[Working data]

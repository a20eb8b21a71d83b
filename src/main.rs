use std::process::ExitCode;

/// Main entry point
#[tokio::main]
async fn main() -> ExitCode {
    match tavily_tools::cli::run().await {
        Ok(code) => code,
        Err(e) => {
            eprintln!("❌ {e:#}");
            ExitCode::FAILURE
        }
    }
}
//! End-to-end quality analysis through the formatter

mod common;

use common::sample_response;
use serde_json::json;
use tavily_tools::format::{Formatter, DEFAULT_MAX_CONTENT_LENGTH};
use tavily_tools::quality::QualityReport;

#[test]
fn test_deepseek_example() {
    let mut formatter = Formatter::with_output_dir("/tmp");
    let report = formatter
        .load(json!({
            "query": "deepseek",
            "response_time": 1.77,
            "results": [
                {"title": "A", "url": "u1", "score": 0.8875, "content": "..."},
                {"title": "B", "url": "u2", "score": 0.5, "content": "..."}
            ]
        }))
        .unwrap()
        .analyze_quality()
        .unwrap();

    assert_eq!(report.total, 2);
    assert!((report.average_score - 0.69375).abs() < 1e-9);
    assert_eq!((report.high, report.medium, report.low), (1, 1, 0));
    assert_eq!(report.response_time, Some(1.77));
}

#[test]
fn test_empty_results_load_and_analyze_to_zero() {
    let mut formatter = Formatter::with_output_dir("/tmp");
    formatter.load(json!({"query": "nothing", "results": []})).unwrap();

    let report = formatter.analyze_quality().unwrap();
    assert_eq!(report, QualityReport::default());
    assert!(formatter.render_summary().contains("📊 Results: 0"));
}

#[test]
fn test_malformed_entries_get_defaults() {
    let mut formatter = Formatter::with_output_dir("/tmp");
    formatter
        .load(json!({
            "query": "partial",
            "results": [{"content": "only content"}, {"title": "scored", "score": "0.75"}]
        }))
        .unwrap();

    let text = formatter.render_results(DEFAULT_MAX_CONTENT_LENGTH);
    assert!(text.contains("Untitled"));
    assert!(text.contains("N/A"));
    assert!(text.contains("Score: 0.0000"));

    let report = formatter.analyze_quality().unwrap();
    assert_eq!((report.high, report.medium, report.low), (1, 0, 1));
}

#[test]
fn test_full_render_includes_quality_block() {
    let mut formatter = Formatter::with_output_dir("/tmp");
    let text = formatter.load(sample_response()).unwrap().render_full(40);

    assert!(text.contains("🔍 Query: deepseek"));
    assert!(text.contains("💡 AI answer:"));
    assert!(text.contains("❓ Follow-up questions:"));
    assert!(text.contains("📈 Quality analysis:"));
    assert!(text.contains("Total results: 2"));
    assert!(text.contains("Average score: 0.69"));
}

[/Working data]

Exercise description: Copy each line in the entries above where the word "json" shows up.

Expected answer:
use serde_json::json;
        .load(json!({
    formatter.load(json!({"query": "nothing", "results": []})).unwrap();
        .load(json!({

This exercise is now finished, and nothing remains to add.